= Beginning of Section =

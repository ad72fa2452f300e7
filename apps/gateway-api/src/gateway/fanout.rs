//! Broadcast hub for dispatching room-scoped events to connected sessions.
//!
//! Uses a single `tokio::sync::broadcast` channel. Each connection subscribes
//! and filters events locally by its joined-room set, so delivery is
//! fire-and-forget: a slow receiver lags and drops events without blocking
//! the broadcast to anyone else.

use std::sync::Arc;

use serde_json::Value;
use tokio::sync::broadcast;

use super::rooms::RoomKey;

/// Capacity of the broadcast channel. Receivers that fall behind will skip
/// events (RecvError::Lagged).
const BROADCAST_CAPACITY: usize = 4096;

/// A payload broadcast to all connected gateway sessions.
#[derive(Debug, Clone)]
pub struct BroadcastPayload {
    /// The room this event is scoped to.
    pub room: RoomKey,
    /// The dispatch event name (e.g. "message:new").
    pub event_name: String,
    pub data: Value,
    /// Connection id that must not receive the event (typing echo
    /// suppression).
    pub exclude: Option<String>,
}

/// The global broadcast hub. Cloneable — store in AppState.
#[derive(Clone)]
pub struct GatewayBroadcast {
    sender: broadcast::Sender<Arc<BroadcastPayload>>,
}

impl GatewayBroadcast {
    pub fn new() -> Self {
        let (sender, _) = broadcast::channel(BROADCAST_CAPACITY);
        Self { sender }
    }

    /// Subscribe to the broadcast channel. Each gateway session calls this
    /// once, before entering its event loop.
    pub fn subscribe(&self) -> broadcast::Receiver<Arc<BroadcastPayload>> {
        self.sender.subscribe()
    }

    /// Deliver an event to every connection joined to a room.
    pub fn emit_to_room(&self, room: RoomKey, event_name: &str, data: Value) {
        self.dispatch(BroadcastPayload {
            room,
            event_name: event_name.to_string(),
            data,
            exclude: None,
        });
    }

    /// Like [`emit_to_room`](Self::emit_to_room), but skips one connection.
    pub fn emit_to_room_except(
        &self,
        room: RoomKey,
        event_name: &str,
        data: Value,
        excluded_connection_id: &str,
    ) {
        self.dispatch(BroadcastPayload {
            room,
            event_name: event_name.to_string(),
            data,
            exclude: Some(excluded_connection_id.to_string()),
        });
    }

    /// Entry point for the REST layer: inform a server's connected clients
    /// of a side effect (invite accepted, member banned, ...) without going
    /// through the socket-originated event path.
    pub fn notify_server(&self, server_id: i64, event_name: &str, data: Value) {
        self.emit_to_room(RoomKey::Server(server_id), event_name, data);
    }

    /// Channel-scoped counterpart of [`notify_server`](Self::notify_server).
    pub fn notify_channel(&self, channel_id: i64, event_name: &str, data: Value) {
        self.emit_to_room(RoomKey::Channel(channel_id), event_name, data);
    }

    fn dispatch(&self, payload: BroadcastPayload) {
        // send() returns Err if there are no receivers — that's fine.
        let _ = self.sender.send(Arc::new(payload));
    }
}

impl Default for GatewayBroadcast {
    fn default() -> Self {
        Self::new()
    }
}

= End of Section =

## TASK PROMPT:
Print the entries once more, character for character.

## RESPONSE BELOW:
repository ad72fa2452f300e7
filename apps/gateway-api/src/gateway/fanout.rs
//! Broadcast hub for dispatching room-scoped events to connected sessions.
//!
//! Uses a single `tokio::sync::broadcast` channel. Each connection subscribes
//! and filters events locally by its joined-room set, so delivery is
//! fire-and-forget: a slow receiver lags and drops events without blocking
//! the broadcast to anyone else.

use std::sync::Arc;

use serde_json::Value;
use tokio::sync::broadcast;

use super::rooms::RoomKey;

/// Capacity of the broadcast channel. Receivers that fall behind will skip
/// events (RecvError::Lagged).
const BROADCAST_CAPACITY: usize = 4096;

/// A payload broadcast to all connected gateway sessions.
#[derive(Debug, Clone)]
pub struct BroadcastPayload {
    /// The room this event is scoped to.
    pub room: RoomKey,
    /// The dispatch event name (e.g. "message:new").
    pub event_name: String,
    pub data: Value,
    /// Connection id that must not receive the event (typing echo
    /// suppression).
    pub exclude: Option<String>,
}

/// The global broadcast hub. Cloneable — store in AppState.
#[derive(Clone)]
pub struct GatewayBroadcast {
    sender: broadcast::Sender<Arc<BroadcastPayload>>,
}

impl GatewayBroadcast {
    pub fn new() -> Self {
        let (sender, _) = broadcast::channel(BROADCAST_CAPACITY);
        Self { sender }
    }

    /// Subscribe to the broadcast channel. Each gateway session calls this
    /// once, before entering its event loop.
    pub fn subscribe(&self) -> broadcast::Receiver<Arc<BroadcastPayload>> {
        self.sender.subscribe()
    }

    /// Deliver an event to every connection joined to a room.
    pub fn emit_to_room(&self, room: RoomKey, event_name: &str, data: Value) {
        self.dispatch(BroadcastPayload {
            room,
            event_name: event_name.to_string(),
            data,
            exclude: None,
        });
    }

    /// Like [`emit_to_room`](Self::emit_to_room), but skips one connection.
    pub fn emit_to_room_except(
        &self,
        room: RoomKey,
        event_name: &str,
        data: Value,
        excluded_connection_id: &str,
    ) {
        self.dispatch(BroadcastPayload {
            room,
            event_name: event_name.to_string(),
            data,
            exclude: Some(excluded_connection_id.to_string()),
        });
    }

    /// Entry point for the REST layer: inform a server's connected clients
    /// of a side effect (invite accepted, member banned, ...) without going
    /// through the socket-originated event path.
    pub fn notify_server(&self, server_id: i64, event_name: &str, data: Value) {
        self.emit_to_room(RoomKey::Server(server_id), event_name, data);
    }

    /// Channel-scoped counterpart of [`notify_server`](Self::notify_server).
    pub fn notify_channel(&self, channel_id: i64, event_name: &str, data: Value) {
        self.emit_to_room(RoomKey::Channel(channel_id), event_name, data);
    }

    fn dispatch(&self, payload: BroadcastPayload) {
        // send() returns Err if there are no receivers — that's fine.
        let _ = self.sender.send(Arc::new(payload));
    }
}

impl Default for GatewayBroadcast {
    fn default() -> Self {
        Self::new()
    }
}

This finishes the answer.